U.S. Rep. David Trone (D-Md.) asked the Department of Homeland Security’s Inspector General to review whether the Frederick County Sheriff’s office should be holding public steering committee meetings as part of its 287(g) program with Immigration and Customs Enforcement.
The 287(g) program provides training for sheriff’s deputies by ICE. Within the program, deputies can ask about the immigration status of anyone booked into the county’s adult detention center, and begin deportation proceedings if necessary.
Trone sent a letter Aug. 30 to Inspector General Joseph Cuffari, citing a March 2010 report from that office which deemed “steering committee meetings are a necessary component of 287(g) agreements,” according to the letter.
According to that report, the Inspector General recommended that 287(g) program sites should “maintain steering committees with external stakeholders, with a focus on ensuring compliance with the MOA (Memorandum of Agreement).”
The current MOA between ICE and the Frederick County Sheriff’s Office about the 287(g) program was renewed earlier this year, Sheriff Chuck Jenkins said.
That one-year extension didn’t change any language from the 2016 agreement, Jenkins added.
That agreement states that the sheriff’s office “will, as necessary, engage in Steering Committee meetings and may engage in other community outreach with individuals and organizations expressing an interest” in the MOA.
It also states the sheriff’s office and ICE’s field office in Baltimore should hold annual meetings to ensure sheriff’s deputies involved with the 287(g) program are complying with the MOA.

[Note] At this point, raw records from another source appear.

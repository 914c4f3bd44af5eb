use crate::hw_def::*;

use core::fmt;

#[cfg(feature="defmt")]
use defmt::Format;

/// SHTC3 blocking device driver
#[cfg(feature = "blocking")]
#[derive(Debug)]
pub struct Shtc3<I2C, Delay> {
    pub(crate) i2c: I2C,
    pub(crate) delay: Delay,
    pub(crate) i2c_addr: I2cAddr,
}

/// SHTC3 async device driver
#[cfg(feature = "async")]
#[derive(Debug)]
pub struct Shtc3Async<I2C, Delay> {
    pub(crate) i2c: I2C,
    pub(crate) delay: Delay,
    pub(crate) i2c_addr: I2cAddr,
}

/// All possible errors in this crate
#[cfg_attr(feature = "defmt", derive(Format))]
#[derive(Debug)]
pub enum Error<E> {
    /// I²C communication error
    I2c(E),
    /// Invalid input data provided
    InvalidInputData,
    /// Failure of a checksum from the device was detected
    CrcMismatch(CrcMismatch),
}
impl<E> From<CrcMismatch> for Error<E> {
    fn from(mismatch: CrcMismatch) -> Self {
        Error::CrcMismatch(mismatch)
    }
}

/// Details of a word whose checksum did not match
#[cfg_attr(feature = "defmt", derive(Format))]
#[derive(Clone, Copy, Debug, Eq, PartialEq)]
pub struct CrcMismatch {
    /// data bytes as received, MSB first
    pub word: [u8; 2],
    /// checksum byte as received
    pub received: u8,
    /// checksum computed over `word`
    pub computed: u8,
}
impl fmt::Display for CrcMismatch {
    fn fmt(&self, f: &mut fmt::Formatter<'_>) -> fmt::Result {
        write!(f, "crc mismatch on {:02X}{:02X}: received 0x{:02X}, computed 0x{:02X}",
            self.word[0], self.word[1], self.received, self.computed)
    }
}

/// Raw (still in u16 format) temperature and relative humidity from the device
#[cfg_attr(feature = "defmt", derive(Format))]
#[derive(Clone, Copy, Debug, Eq, PartialEq)]
pub struct RawMeasurement {
    /// unprocessed temperature
    pub temperature: u16,
    /// unprocessed relative humidity
    pub humidity: u16,
}
impl RawMeasurement {
    /// Get temperature in Fahrenheit
    pub fn fahrenheit(&self) -> f32 {
        raw_temp_to_fahrenheit(self.temperature)
    }
    /// Get temperature in Centigrade
    pub fn centigrade(&self) -> f32 {
        raw_temp_to_centigrade(self.temperature)
    }
    /// Get relative humidity in percent
    pub fn humidity_percent(&self) -> f32 {
        raw_rel_humid_to_percent(self.humidity)
    }
}

/// Temperature and relative humidity after conversion
///
/// A reply that failed its checksum is reported as [`Measurement::SENTINEL`]: both values zero and
/// `valid` cleared.  Check [`Measurement::is_valid`] before trusting a zero reading.
#[cfg_attr(feature = "defmt", derive(Format))]
#[derive(Clone, Copy, Debug, PartialEq)]
pub struct Measurement {
    /// degrees centigrade
    pub temperature: f32,
    /// relative humidity in percent
    pub humidity: f32,
    /// both checksums of the reply matched
    pub valid: bool,
}
impl Measurement {
    /// Value reported for a reply with a bad checksum
    pub const SENTINEL: Self = Self {
        temperature: 0.0,
        humidity: 0.0,
        valid: false,
    };

    /// Whether the reading passed its checksums
    pub fn is_valid(&self) -> bool {
        self.valid
    }
    /// Get temperature in Centigrade
    pub fn centigrade(&self) -> f32 {
        self.temperature
    }
    /// Get temperature in Fahrenheit
    pub fn fahrenheit(&self) -> f32 {
        self.temperature * 9.0 / 5.0 + 32.0
    }
    /// Get relative humidity in percent
    pub fn humidity_percent(&self) -> f32 {
        self.humidity
    }
}
impl From<&RawMeasurement> for Measurement {
    fn from(raw: &RawMeasurement) -> Self {
        Self {
            temperature: raw.centigrade(),
            humidity: raw.humidity_percent(),
            valid: true,
        }
    }
}
impl From<RawMeasurement> for Measurement {
    fn from(raw: RawMeasurement) -> Self {
        (&raw).into()
    }
}

/// Content of the ID register
#[cfg_attr(feature = "defmt", derive(Format))]
#[derive(Clone, Copy, Debug, Eq, PartialEq)]
pub struct DeviceId(pub u16);
impl DeviceId {
    /// Get the raw register value
    pub fn raw(&self) -> u16 {
        self.0
    }
    /// The ID register carries the SHTC3 product pattern
    pub fn is_shtc3(&self) -> bool {
        self.0 & DEVICE_ID_MASK == DEVICE_ID_SHTC3
    }
}
impl From<u16> for DeviceId {
    fn from(raw: u16) -> Self {
        Self(raw)
    }
}
impl From<DeviceId> for u16 {
    fn from(id: DeviceId) -> Self {
        id.0
    }
}
impl fmt::Display for DeviceId {
    fn fmt(&self, f: &mut fmt::Formatter<'_>) -> fmt::Result {
        write!(f, "0x{:04X}", self.0)
    }
}

#[cfg(test)]
mod tests {
    use super::*;
    use float_cmp::approx_eq;

    #[test]
    fn measurement_from_raw() {
        let m = Measurement::from(RawMeasurement { temperature: 0x6666, humidity: 0x8000 });
        assert!(m.is_valid());
        assert!(approx_eq!(f32, m.centigrade(), 25.0, epsilon = 0.01));
        assert!(approx_eq!(f32, m.fahrenheit(), 77.0, epsilon = 0.01));
        assert!(approx_eq!(f32, m.humidity_percent(), 50.0, epsilon = 0.01));
    }

    #[test]
    fn raw_fahrenheit_agrees_with_converted() {
        let raw = RawMeasurement { temperature: 0x5F5C, humidity: 0 };
        let m = Measurement::from(&raw);
        assert!(approx_eq!(f32, raw.fahrenheit(), m.fahrenheit(), epsilon = 0.01));
    }

    #[test]
    fn sentinel_is_zero_and_invalid() {
        assert_eq!(Measurement::SENTINEL.temperature, 0.0);
        assert_eq!(Measurement::SENTINEL.humidity, 0.0);
        assert!(!Measurement::SENTINEL.is_valid());
    }

    #[test]
    fn device_id_pattern() {
        assert!(DeviceId(0x0887).is_shtc3());
        assert!(DeviceId(0x0807).is_shtc3());
        assert!(!DeviceId(0x0000).is_shtc3());
        assert!(!DeviceId(0x0886).is_shtc3());
        assert_eq!(std::format!("{}", DeviceId(0x0887)), "0x0887");
    }

    #[test]
    fn crc_mismatch_display() {
        let mismatch = CrcMismatch { word: [0x80, 0x00], received: 0xA3, computed: 0xA2 };
        assert_eq!(
            std::format!("{mismatch}"),
            "crc mismatch on 8000: received 0xA3, computed 0xA2"
        );
    }
}
//! This is a platform-agnostic Rust driver for the Sensirion SHTC3 humidity and temperature
//! digital sensor using the [`embedded-hal`] or [`embedded-hal-async`] traits.
//!
//! [`embedded-hal`]: https://github.com/rust-embedded/embedded-hal/tree/master/embedded-hal
//! [`embedded-hal-async`]: https://github.com/rust-embedded/embedded-hal/tree/master/embedded-hal-async
//!
//! This driver allows you to:
//! - Measure temperature and relative humidity in normal or low power mode, with or without
//!   clock stretching, temperature or humidity first.
//! - Verify the CRC-8 of every word read from the device.
//! - Put the device to sleep and wake it up.
//! - Trigger a software reset.
//! - Read the device ID.
//! - blocking API support.
//! - async API support.
//!
//! ## Features
//!
//! - `async`: Enables async API ([`Shtc3Async`]).
//! - `blocking`: Enables blocking API ([`Shtc3`]).
//! - `defmt`: Enables logging using the `defmt` framework.
//! - `log`: Enables logging using the `log` framework.
//!
//! ## Checksum failures
//!
//! [`Shtc3::measurement`] keeps the historical behavior of reporting a reply with a bad checksum
//! as a zero reading, [`Measurement::SENTINEL`].  The returned [`Measurement`] carries a `valid`
//! flag so the two can be told apart.  [`Shtc3::measure_checked`] returns
//! [`Error::CrcMismatch`] instead.
//!
//! [`Shtc3::read_id`] checks the checksum of the ID register; [`Shtc3::read_id_unchecked`]
//! ignores it, as the construction-time probe does.
//!
//! Command words, timings, the checksum and the conversion formulas follow the Sensirion SHTC3
//! datasheet.
//!
//! ## Blocking Example:
//!
//! ```ignore
//! use shtc3::{ClockStretching, I2cAddr, PowerMode, ReadOrder, Shtc3};
//!
//! // Platform-specific
//! let i2c = /* embedded_hal::i2c::I2c instance */;
//! let delay = /* embedded_hal::delay::DelayNs instance */;
//!
//! let mut shtc3 = Shtc3::new(i2c, delay, I2cAddr::default()).unwrap();
//!
//! shtc3.wakeup().unwrap();
//! let m = shtc3.measurement(ReadOrder::TemperatureFirst, PowerMode::Normal, ClockStretching::Disabled).unwrap();
//! if m.is_valid() {
//!     println!("{:0.1} %RH, {:0.1} °C", m.humidity_percent(), m.centigrade());
//! }
//! shtc3.sleep().unwrap();
//! ```
//!
//! ## Async Example:
//!
//! ```ignore
//! use shtc3::{ClockStretching, I2cAddr, PowerMode, ReadOrder, Shtc3Async};
//!
//! // Platform-specific
//! let i2c = /* embedded_hal_async::i2c::I2c instance */;
//! let delay = /* embedded_hal_async::delay::DelayNs instance */;
//!
//! let mut shtc3 = Shtc3Async::new(i2c, delay, I2cAddr::default()).await.unwrap();
//!
//! let m = shtc3.measure_checked(ReadOrder::HumidityFirst, PowerMode::LowPower, ClockStretching::Disabled)
//!     .await
//!     .unwrap();
//! println!("{:0.1} %RH, {:0.1} °C", m.humidity_percent(), m.centigrade());
//! ```

#![deny(missing_docs)]
#![deny(unsafe_code)]
#![cfg_attr(not(test), no_std)]

#[cfg(not(any(feature = "async", feature = "blocking")))]
compile_error!("At least one of \"async\" and \"blocking\" features must be enabled");

#[cfg(all(feature = "defmt", feature = "log"))]
compile_error!("Features \"defmt\" and \"log\" are mutually exclusive and cannot be enabled together");

// Diagnostics are forwarded to `defmt` or `log`.  Without either, the arguments are still
// type-checked through `format_args!` but nothing is emitted.
#[cfg(feature = "defmt")]
macro_rules! trace {
    ($($arg:tt)*) => { defmt::trace!($($arg)*) };
}
#[cfg(feature = "defmt")]
macro_rules! debug {
    ($($arg:tt)*) => { defmt::debug!($($arg)*) };
}
#[cfg(feature = "defmt")]
macro_rules! warn {
    ($($arg:tt)*) => { defmt::warn!($($arg)*) };
}

#[cfg(feature = "log")]
macro_rules! trace {
    ($($arg:tt)*) => { log::trace!($($arg)*) };
}
#[cfg(feature = "log")]
macro_rules! debug {
    ($($arg:tt)*) => { log::debug!($($arg)*) };
}
#[cfg(feature = "log")]
macro_rules! warn {
    ($($arg:tt)*) => { log::warn!($($arg)*) };
}

#[cfg(not(any(feature = "defmt", feature = "log")))]
macro_rules! trace {
    ($($arg:tt)*) => {{ let _ = format_args!($($arg)*); }};
}
#[cfg(not(any(feature = "defmt", feature = "log")))]
macro_rules! debug {
    ($($arg:tt)*) => {{ let _ = format_args!($($arg)*); }};
}
#[cfg(not(any(feature = "defmt", feature = "log")))]
macro_rules! warn {
    ($($arg:tt)*) => {{ let _ = format_args!($($arg)*); }};
}

#[cfg(feature = "blocking")]
mod device_impl;
#[cfg(feature = "async")]
mod device_impl_async;
mod hw_def;
#[cfg(test)]
mod test_util;
mod types;

pub use crate::{hw_def::*, types::*};
//! Recombination and mutation operators for binary genomes.
//!
//! # Crossover
//!
//! - [`single_point_crossover`]: random cut point, two complementary children
//! - [`single_point_crossover_at`]: same, with an explicit cut point
//! - [`midpoint_combine`]: one child cut at `len / 2`
//!
//! # Mutation
//!
//! - [`bit_flip_mutation`]: independent per-gene flip with a fixed rate
//!
//! # References
//!
//! - Goldberg (1989), *Genetic Algorithms in Search, Optimization, and Machine Learning*

use super::genome::Genome;
use rand::Rng;

// ============================================================================
// Crossover operators
// ============================================================================

/// Single-point crossover at cut point `k`.
///
/// `child1` takes genes `[0, k)` from `parent1` and `[k, len)` from `parent2`;
/// `child2` takes the complementary assignment. `k == 0` swaps the parents
/// entirely and `k == len` copies them unchanged.
///
/// # Panics
/// Panics if parents have different lengths or `k > len`.
pub fn single_point_crossover_at(
    parent1: &Genome,
    parent2: &Genome,
    k: usize,
) -> (Genome, Genome) {
    let n = parent1.len();
    assert_eq!(n, parent2.len(), "parents must have equal length");
    assert!(k <= n, "crossover point {k} out of range for length {n}");

    let mut child1 = parent1.clone();
    let mut child2 = parent2.clone();
    for i in k..n {
        child1.set(i, parent2.get(i));
        child2.set(i, parent1.get(i));
    }

    (child1, child2)
}

/// Single-point crossover with a uniformly random cut point in `[0, len)`.
///
/// # Complexity
/// O(n) time, O(n) space
///
/// # Panics
/// Panics if parents have different lengths or are empty.
pub fn single_point_crossover<R: Rng>(
    parent1: &Genome,
    parent2: &Genome,
    rng: &mut R,
) -> (Genome, Genome) {
    assert_eq!(
        parent1.len(),
        parent2.len(),
        "parents must have equal length"
    );
    assert!(!parent1.is_empty(), "parents must not be empty");

    let k = rng.random_range(0..parent1.len());
    single_point_crossover_at(parent1, parent2, k)
}

/// Fixed-midpoint combination: first `len / 2` genes from `parent1`, the rest
/// from `parent2`.
///
/// # Panics
/// Panics if parents have different lengths.
pub fn midpoint_combine(parent1: &Genome, parent2: &Genome) -> Genome {
    single_point_crossover_at(parent1, parent2, parent1.len() / 2).0
}

// ============================================================================
// Mutation operators
// ============================================================================

/// Bit-flip mutation: each gene flips independently with probability `rate`.
///
/// A uniform draw in `[0, 1)` is taken for every gene, so `rate == 0.0` never
/// flips and `rate == 1.0` flips every gene.
///
/// # Complexity
/// O(n)
pub fn bit_flip_mutation<R: Rng>(genome: &mut Genome, rate: f64, rng: &mut R) {
    for i in 0..genome.len() {
        if rng.random::<f64>() < rate {
            genome.flip(i);
        }
    }
}

// ============================================================================
// Tests
// ============================================================================

#[cfg(test)]
mod tests {
    use super::*;
    use rand::rngs::StdRng;
    use rand::SeedableRng;

    fn genome(bits: &str) -> Genome {
        bits.chars().map(|c| c == '1').collect()
    }

    // ---- Crossover ----

    #[test]
    fn test_crossover_at_cut() {
        let p1 = genome("111111");
        let p2 = genome("000000");
        let (c1, c2) = single_point_crossover_at(&p1, &p2, 2);
        assert_eq!(c1.to_string(), "110000");
        assert_eq!(c2.to_string(), "001111");
    }

    #[test]
    fn test_crossover_at_zero_swaps() {
        let p1 = genome("1010");
        let p2 = genome("0110");
        let (c1, c2) = single_point_crossover_at(&p1, &p2, 0);
        assert_eq!(c1, p2);
        assert_eq!(c2, p1);
    }

    #[test]
    fn test_crossover_at_len_copies() {
        let p1 = genome("1010");
        let p2 = genome("0110");
        let (c1, c2) = single_point_crossover_at(&p1, &p2, 4);
        assert_eq!(c1, p1);
        assert_eq!(c2, p2);
    }

    #[test]
    fn test_random_crossover_children_are_complementary() {
        let mut rng = StdRng::seed_from_u64(42);
        let p1 = genome("1111100000");
        let p2 = genome("0101010101");

        for _ in 0..100 {
            let (c1, c2) = single_point_crossover(&p1, &p2, &mut rng);
            assert_eq!(c1.len(), 10);
            assert_eq!(c2.len(), 10);
            for i in 0..10 {
                let from_p1 = c1.get(i) == p1.get(i) && c2.get(i) == p2.get(i);
                let from_p2 = c1.get(i) == p2.get(i) && c2.get(i) == p1.get(i);
                assert!(from_p1 || from_p2, "position {i} not inherited");
            }
        }
    }

    #[test]
    fn test_random_crossover_never_copies_both_unchanged() {
        // k is drawn from [0, len), so child1 always takes at least the last
        // gene from parent2.
        let mut rng = StdRng::seed_from_u64(9);
        let p1 = genome("1111");
        let p2 = genome("0000");
        for _ in 0..200 {
            let (c1, _) = single_point_crossover(&p1, &p2, &mut rng);
            assert!(!c1.get(3));
        }
    }

    #[test]
    fn test_single_gene_crossover_swaps() {
        let mut rng = StdRng::seed_from_u64(1);
        let (c1, c2) = single_point_crossover(&genome("1"), &genome("0"), &mut rng);
        assert_eq!(c1.to_string(), "0");
        assert_eq!(c2.to_string(), "1");
    }

    #[test]
    #[should_panic(expected = "parents must have equal length")]
    fn test_crossover_length_mismatch() {
        single_point_crossover_at(&genome("10"), &genome("101"), 1);
    }

    #[test]
    #[should_panic(expected = "parents must not be empty")]
    fn test_crossover_empty_parents() {
        let mut rng = StdRng::seed_from_u64(1);
        single_point_crossover(&Genome::zeros(0), &Genome::zeros(0), &mut rng);
    }

    #[test]
    fn test_midpoint_combine_even() {
        let child = midpoint_combine(&genome("1111"), &genome("0000"));
        assert_eq!(child.to_string(), "1100");
    }

    #[test]
    fn test_midpoint_combine_odd() {
        // 5 / 2 == 2 genes from the first parent.
        let child = midpoint_combine(&genome("11111"), &genome("00000"));
        assert_eq!(child.to_string(), "11000");
    }

    #[test]
    fn test_midpoint_combine_single_gene() {
        let child = midpoint_combine(&genome("1"), &genome("0"));
        assert_eq!(child.to_string(), "0");
    }

    // ---- Mutation ----

    #[test]
    fn test_mutation_rate_zero_is_identity() {
        let mut rng = StdRng::seed_from_u64(42);
        let original = genome("1011001110");
        let mut g = original.clone();
        for _ in 0..100 {
            bit_flip_mutation(&mut g, 0.0, &mut rng);
        }
        assert_eq!(g, original);
    }

    #[test]
    fn test_mutation_rate_one_flips_all() {
        let mut rng = StdRng::seed_from_u64(42);
        let mut g = genome("1011001110");
        bit_flip_mutation(&mut g, 1.0, &mut rng);
        assert_eq!(g.to_string(), "0100110001");
    }

    #[test]
    fn test_mutation_expected_flip_count() {
        let mut rng = StdRng::seed_from_u64(5);
        let len = 10_000;
        let mut g = Genome::zeros(len);
        bit_flip_mutation(&mut g, 0.05, &mut rng);
        let flipped = g.count_ones();
        // Expectation 500, standard deviation ~22.
        assert!(
            (400..=600).contains(&flipped),
            "expected ~500 flips at rate 0.05, got {flipped}"
        );
    }

    #[test]
    fn test_mutation_preserves_length() {
        let mut rng = StdRng::seed_from_u64(42);
        let mut g = Genome::zeros(17);
        bit_flip_mutation(&mut g, 0.5, &mut rng);
        assert_eq!(g.len(), 17);
    }
}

Jenkins defended his decision to cancel this year’s steering committee meeting, citing “just cause” due to committee meetings being unproductive in the past.
He said he read Trone’s letter to the Inspector General Thursday, and spoke with one of his staff members about seven to 10 days ago about the 287(g) program. He called the letter a “political” move, and was concerned about its overall intent.
“The larger question is why does a congressman representing the constituents of his district … how does he justify opposing a program that enforces the law?” Jenkins said. “Do you think he would have taken his time to write this letter if it wasn’t political?”
Hannah Muldavin, a spokeswoman for Trone, said in an email that the congressman sent a letter to the Inspector General in response to hearing from multiple constituents about the lack of public steering committee meetings associated with the 287(g) program.
“In his oversight capacity as a member of Congress, Congressman Trone sent a letter to the Inspector General to inquire about the status of these meetings and to ask under what circumstances the Frederick County Sheriff’s Office is required to conduct these meetings,” Muldavin said in a prepared statement.
Maj. Michael Cronise, who works in the sheriff’s office at the county’s adult detention center, declined to comment on the letter because he hadn’t seen it, but also confirmed the MOA had been renewed earlier this year.
Craig Fohl, an assistant field office director in ICE’s Baltimore office, deferred comment to ICE spokeswoman Kate Pote. Pote did not respond to a request for comment Thursday.
It’s unclear how long it will take Cuffari’s office to review the letter and make any recommendations, or take any action. His press office did not respond to multiple phone calls or emails for comment Thursday.
Muldavin said Trone and his staff don’t know how long it will take Cuffari’s office to review the letter and take any action.